— Prompt —
Copy each line of the records below that has "Loop" in it.

═══

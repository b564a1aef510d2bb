/// Playback state types persisted between sessions
use serde::{Deserialize, Serialize};
use std::str::FromStr;

/// Repeat mode for playback
#[derive(Debug, Clone, Copy, PartialEq, Eq, Default, Serialize, Deserialize)]
#[serde(rename_all = "lowercase")]
pub enum RepeatMode {
    /// Stop after the last track
    #[default]
    #[serde(rename = "none")]
    Off,
    /// Loop the current track
    One,
    /// Loop the whole playlist
    All,
}

impl RepeatMode {
    /// Next mode in the none → one → all → none cycle
    #[must_use]
    pub fn next(self) -> Self {
        match self {
            Self::Off => Self::One,
            Self::One => Self::All,
            Self::All => Self::Off,
        }
    }

    /// Convert to string representation
    #[must_use]
    pub fn as_str(&self) -> &'static str {
        match self {
            Self::Off => "none",
            Self::One => "one",
            Self::All => "all",
        }
    }
}

impl FromStr for RepeatMode {
    type Err = crate::ExError;

    fn from_str(s: &str) -> Result<Self, Self::Err> {
        match s {
            "none" | "off" => Ok(Self::Off),
            "one" => Ok(Self::One),
            "all" => Ok(Self::All),
            other => Err(crate::ExError::invalid_input(format!(
                "unknown repeat mode: {other}"
            ))),
        }
    }
}

impl std::fmt::Display for RepeatMode {
    fn fmt(&self, f: &mut std::fmt::Formatter<'_>) -> std::fmt::Result {
        write!(f, "{}", self.as_str())
    }
}

/// Last known transport state, as mirrored in the session cache
#[derive(Debug, Clone, PartialEq, Default, Serialize, Deserialize)]
#[serde(rename_all = "camelCase")]
pub struct PlaybackSnapshot {
    /// Seconds elapsed in the current track
    #[serde(default)]
    pub current_time: f64,

    /// Whether playback was running
    #[serde(default)]
    pub is_playing: bool,

    /// Index into the playlist, `None` when the playlist is empty
    #[serde(default)]
    pub current_track_index: Option<usize>,

    /// Whether shuffle was enabled
    #[serde(default)]
    pub is_shuffled: bool,

    /// Repeat mode
    #[serde(default)]
    pub repeat_mode: RepeatMode,
}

═══

— Output of the exercise —
    /// Loop the current track
    /// Loop the whole playlist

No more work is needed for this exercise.